De ces rendez-vous est née l’initiation d’un dispositif pédagogique avec des patients, sans faire appel à notre expertise, mais à partir de l’expertise des médecins qui savent ou pensent savoir quand faire intervenir les patients qu’il s’agit de mobiliser dans un dispositif conçu en amont.

Lors du lancement de ce dispositif, il se trouve que de l’autre côté de l’Atlantique, avec notre participation, avaient été initiés les premiers enseignements avec des patients formateurs. Ils formalisaient la seconde étape d’une mise en œuvre dont le point de départ avait été l’initiation d’ateliers suite à l’accès de patients dans les différentes commissions pédagogiques de la Faculté de médecine conclu par la remise d’un rapport au doyen.
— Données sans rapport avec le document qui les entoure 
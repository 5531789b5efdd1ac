mod types;
pub use types::*;

use crate::script::{EditCommand, EditScript};

/// Replays `script` against `old` and returns the updated sequence.
///
/// Every `Keep` and `Delete` must carry the element it consumes from `old`,
/// and the script must consume `old` entirely.
pub fn apply<T: PartialEq + Clone>(
    old: &[T],
    script: &EditScript<T>,
) -> Result<Vec<T>, PatchError> {
    let mut result = Vec::with_capacity(old.len() + script.edit_distance());
    let mut old_line = 0;

    for command in script {
        match command {
            EditCommand::Insert(t) => result.push(t.clone()),
            EditCommand::Keep(t) | EditCommand::Delete(t) => {
                let current = old
                    .get(old_line)
                    .ok_or(PatchError::Exhausted { index: old_line })?;
                if current != t {
                    return Err(PatchError::Mismatch { index: old_line });
                }
                if command.is_keep() {
                    result.push(current.clone());
                }
                old_line += 1;
            }
        }
    }

    if old_line < old.len() {
        return Err(PatchError::Unconsumed {
            remaining: old.len() - old_line,
        });
    }
    Ok(result)
}
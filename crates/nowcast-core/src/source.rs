//! Source seam and per-tick arbitration.
//!
//! Adapters implement [`TrackSource`] synchronously; async callers wrap
//! probes in their own blocking bridge. Arbitration walks the fixed
//! [`SourceId::PRIORITY`] order, so the outcome is independent of the
//! order sources were registered in.

use std::fmt;

use crate::types::{SourceId, TrackSnapshot};

// ─── Probe error ──────────────────────────────────────────────────

/// A transport-level fault from one source. Arbitration records it and
/// moves on to the next source; it never propagates out of a tick.
#[derive(Debug, Clone, PartialEq, Eq)]
pub struct ProbeError {
    pub source: SourceId,
    pub detail: String,
}

impl ProbeError {
    pub fn new(source: SourceId, detail: impl fmt::Display) -> Self {
        Self {
            source,
            detail: detail.to_string(),
        }
    }
}

impl fmt::Display for ProbeError {
    fn fmt(&self, f: &mut fmt::Formatter<'_>) -> fmt::Result {
        write!(f, "{} probe failed: {}", self.source, self.detail)
    }
}

impl std::error::Error for ProbeError {}

// ─── Source seam ──────────────────────────────────────────────────

/// One track source. `probe` returns `Ok(None)` for "nothing playing";
/// `Err` is reserved for transport faults (process spawn, HTTP, auth).
pub trait TrackSource: Send + Sync {
    fn id(&self) -> SourceId;
    fn probe(&self) -> Result<Option<TrackSnapshot>, ProbeError>;
}

impl<T: TrackSource + ?Sized> TrackSource for &T {
    fn id(&self) -> SourceId {
        (**self).id()
    }
    fn probe(&self) -> Result<Option<TrackSnapshot>, ProbeError> {
        (**self).probe()
    }
}

impl<T: TrackSource + ?Sized> TrackSource for Box<T> {
    fn id(&self) -> SourceId {
        (**self).id()
    }
    fn probe(&self) -> Result<Option<TrackSnapshot>, ProbeError> {
        (**self).probe()
    }
}

// ─── Arbitration ──────────────────────────────────────────────────

/// Result of one arbitration pass: the winning snapshot, if any, plus
/// every fault that was swallowed along the way (for logging).
#[derive(Debug, Clone, Default, PartialEq, Eq)]
pub struct ArbitrationOutcome {
    pub snapshot: Option<TrackSnapshot>,
    pub failures: Vec<ProbeError>,
}

/// Probe sources strictly in [`SourceId::PRIORITY`] order and return
/// the first snapshot with `is_playing == true`. A failing source is
/// recorded and skipped. Higher-priority sources are never consulted
/// again once a winner is found.
pub fn arbitrate(sources: &[Box<dyn TrackSource>]) -> ArbitrationOutcome {
    let mut outcome = ArbitrationOutcome::default();
    for id in SourceId::PRIORITY {
        let Some(source) = sources.iter().find(|s| s.id() == id) else {
            continue;
        };
        match source.probe() {
            Ok(Some(snapshot)) if snapshot.is_playing => {
                outcome.snapshot = Some(snapshot);
                return outcome;
            }
            Ok(_) => {}
            Err(err) => outcome.failures.push(err),
        }
    }
    outcome
}

// ─── Tests ────────────────────────────────────────────────────────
Elle comprenait une analyse du cursus de médecine dans son ensemble, duquel à été décidé, à l’initiative du bureau facultaire de l’expertise patient partenaire composé de patients, d’initier différents types d’enseignement dès les trois premières années dans le cadre d’enseignement co-construit dès les contenus et jusqu’à l’animation des sessions en complémentarité des savoirs des cliniciens et des patients. Trois premières années au cours desquelles a également été mis en place un mentorat patient (Flora, 2016, pp. 81-86) avec les étudiants en sciences de la santé.

 

 

Etat des lieux en 2016

 

Cinq ans après, le cursus de médecine est constitué de cours obligatoires sur la relation de soin avec des patients formateurs de manière longitudinale et de cours de collaboration interprofessionnelle avec le patient dispensés lors des trois premières années de formation de 14 professions de santé et du psycho-social à Montréal. Du point de vue organisationnel, un patient est vice président de l’organisation qui gère les contenus et l’organisation de cours qui forme environ 2500 étudiants par an avec plus de 300 patients formateurs disponibles dont une patiente (b) fait partie du comité de recrutement des étudiants en médecine.
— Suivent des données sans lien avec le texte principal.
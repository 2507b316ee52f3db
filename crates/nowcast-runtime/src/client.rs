//! UDS JSON-RPC client for CLI subcommands.

use tokio::io::{AsyncBufReadExt, AsyncWriteExt, BufReader};
use tokio::net::UnixStream;

use crate::host::StatusSnapshot;

pub(crate) async fn rpc_call(socket_path: &str, method: &str) -> anyhow::Result<serde_json::Value> {
    let stream = UnixStream::connect(socket_path)
        .await
        .map_err(|e| anyhow::anyhow!("cannot connect to host at {socket_path}: {e}"))?;

    let (reader, mut writer) = stream.into_split();

    let request = serde_json::json!({
        "jsonrpc": "2.0",
        "method": method,
        "params": {},
        "id": 1,
    });
    let mut req = serde_json::to_string(&request)?;
    req.push('\n');
    writer.write_all(req.as_bytes()).await?;
    writer.shutdown().await?;

    let mut reader = BufReader::new(reader);
    let mut line = String::new();
    reader.read_line(&mut line).await?;

    let response: serde_json::Value = serde_json::from_str(line.trim())?;

    if let Some(error) = response.get("error") {
        anyhow::bail!("RPC error: {error}");
    }

    Ok(response["result"].clone())
}

/// `nowcast status`: query the running host and render its state.
pub async fn cmd_status(socket_path: &str) -> anyhow::Result<()> {
    let result = rpc_call(socket_path, "status").await?;
    let status: StatusSnapshot = serde_json::from_value(result)?;
    print!("{}", format_status(&status));
    Ok(())
}

/// `nowcast pause|resume|clear|stop`: fire one control method.
pub async fn cmd_control(socket_path: &str, method: &str) -> anyhow::Result<()> {
    rpc_call(socket_path, method).await?;
    let confirmation = match method {
        "pause" => "publishing paused",
        "resume" => "publishing resumed",
        "clear" => "presence cleared",
        "stop" => "host stopping",
        other => other,
    };
    println!("{confirmation}");
    Ok(())
}

/// Pure formatting logic for status output, separated for testability.
pub(crate) fn format_status(status: &StatusSnapshot) -> String {
    let mut lines = Vec::new();

    lines.push(format!("phase:     {}", status.phase.as_str()));
    lines.push(format!(
        "connected: {}",
        if status.connected { "yes" } else { "no" }
    ));

    match (status.title.as_deref(), status.artist.as_deref()) {
        (Some(title), Some(artist)) => {
            let source = status.source.map_or_else(String::new, |s| format!(" [{s}]"));
            lines.push(format!("track:     {title} by {artist}{source}"));
        }
        _ => lines.push("track:     none".to_string()),
    }

    if let Some(at) = status.published_at {
        lines.push(format!("published: {}", at.format("%Y-%m-%d %H:%M:%S UTC")));
    }

    lines.push(format!("artwork:   {} cached", status.artwork_cache_len));

    if status.last_probe_failures.is_empty() {
        lines.push("probes:    ok".to_string());
    } else {
        for failure in &status.last_probe_failures {
            lines.push(format!("probe:     {failure}"));
        }
    }

    let mut out = lines.join("\n");
    out.push('\n');
    out
}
En France, la Faculté de médecine Pierre et Marie Curie dispense elle quelques heures de cours aux étudiants de troisième et quatrième années, dans une configuration qui, selon les commentaires de certains patients impliqués, posent question. La Faculté de médecine de l’Université de Paris 13 vient de terminer un semestre d’expérimentation d’immersion de patients formateurs auprès des étudiants en spécialité de médecine générale, donc à la fin du cycle de formation.
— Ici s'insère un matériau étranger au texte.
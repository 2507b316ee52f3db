//! Deep-link resolution.
//!
//! `nowcast open <uri>` and accepted join events both land here: play
//! the shared track on the streaming service when an authorized
//! session exists, otherwise open a web search in the browser. One
//! attempt, one fallback, no retry loop.

use std::sync::Arc;

use percent_encoding::{NON_ALPHANUMERIC, utf8_percent_encode};

use nowcast_core::link::{SyncLink, parse_sync_link};
use nowcast_core::Config;
use nowcast_source_spotify::{SpotifyClient, SpotifyError};

/// Where resolved links can start playback. The host wires the Spotify
/// client in; tests inject scripted targets.
pub trait PlaybackTarget: Send + Sync {
    /// Whether an authorized streaming session is usable right now.
    fn ready(&self) -> bool;
    /// Start playing; returns the matched catalog title.
    fn play(&self, track: &str, artist: &str) -> Result<String, SpotifyError>;
}

pub struct SpotifyTarget(Arc<SpotifyClient>);

impl SpotifyTarget {
    pub fn new(client: Arc<SpotifyClient>) -> Self {
        Self(client)
    }
}

impl PlaybackTarget for SpotifyTarget {
    fn ready(&self) -> bool {
        self.0.authorized()
    }

    fn play(&self, track: &str, artist: &str) -> Result<String, SpotifyError> {
        self.0.search_and_play(track, artist, 0)
    }
}

/// How a link was resolved.
#[derive(Debug, Clone, PartialEq, Eq)]
pub enum LinkOutcome {
    /// Playback started; carries the matched catalog title.
    Playing(String),
    /// Fallback web-search URL for the viewer's browser.
    WebSearch(String),
}

/// Resolve one link: the streaming target when it is configured,
/// authorized, and finds the track; a web search URL for everything
/// else, including playback faults.
pub fn resolve_sync_link(target: Option<&dyn PlaybackTarget>, link: &SyncLink) -> LinkOutcome {
    let artist = link.artist.as_deref().unwrap_or("");
    if let Some(target) = target {
        if target.ready() {
            match target.play(&link.track, artist) {
                Ok(matched) => return LinkOutcome::Playing(matched),
                Err(e) => {
                    tracing::warn!("streaming playback failed, falling back to search: {e}");
                }
            }
        } else {
            tracing::debug!("streaming session not authorized, falling back to search");
        }
    }
    LinkOutcome::WebSearch(search_url(&link.track, artist))
}

/// Web search fallback on the streaming service's public site.
pub fn search_url(track: &str, artist: &str) -> String {
    let query = format!("{} {}", track.trim(), artist.trim());
    format!(
        "https://open.spotify.com/search/{}",
        utf8_percent_encode(query.trim(), NON_ALPHANUMERIC)
    )
}

/// Hand a URL to the desktop's default browser.
pub fn open_in_browser(url: &str) -> anyhow::Result<()> {
    let status = std::process::Command::new("xdg-open")
        .arg(url)
        .status()
        .map_err(|e| anyhow::anyhow!("cannot run xdg-open: {e}"))?;
    if !status.success() {
        anyhow::bail!("xdg-open exited with {status}");
    }
    Ok(())
}

/// Build the playback target when the fallback source is configured.
pub fn build_target(config: &Config) -> anyhow::Result<Option<Arc<dyn PlaybackTarget>>> {
    match &config.spotify {
        Some(spotify_cfg) => {
            let client = SpotifyClient::new(spotify_cfg.clone())?;
            Ok(Some(Arc::new(SpotifyTarget::new(Arc::new(client)))))
        }
        None => Ok(None),
    }
}

/// `nowcast open <uri>`: one resolution attempt, then exit.
pub async fn cmd_open(config: &Config, uri: &str) -> anyhow::Result<()> {
    let link = parse_sync_link(uri)?;
    let target = build_target(config)?;

    let outcome = tokio::task::spawn_blocking(move || -> anyhow::Result<LinkOutcome> {
        let resolved = resolve_sync_link(target.as_deref(), &link);
        if let LinkOutcome::WebSearch(url) = &resolved {
            open_in_browser(url)?;
        }
        Ok(resolved)
    })
    .await??;

    match outcome {
        LinkOutcome::Playing(matched) => println!("playing {matched}"),
        LinkOutcome::WebSearch(url) => println!("opened {url}"),
    }
    Ok(())
}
Une expérimentation d’ailleurs largement inspirée de la mise en œuvre québécoise qui pose nécessairement la question du choix de ne pas mobiliser de patients chercheurs français impliqués dans la transformation au Québec. Des chercheurs détenteurs d’une expertise, sollicitée à l’étranger (6), dont les résultats co-construits à partir de la Faculté de l’Université de Montréal ont donné lieu à des recommandations (Macy’s, 2014) (13), et disponibles. Si nous mettons cette interrogation en lien avec le travail produit par une jeune médecin au travers d’une thèse soutenue qui expose une étude de faisabilité qui s’oriente en force de proposition d’implantation du modèle de Montréal dans le cursus de médecine en France (Charoy-Brejon, 2016) (11), il serait pertinent de se poser des questions ?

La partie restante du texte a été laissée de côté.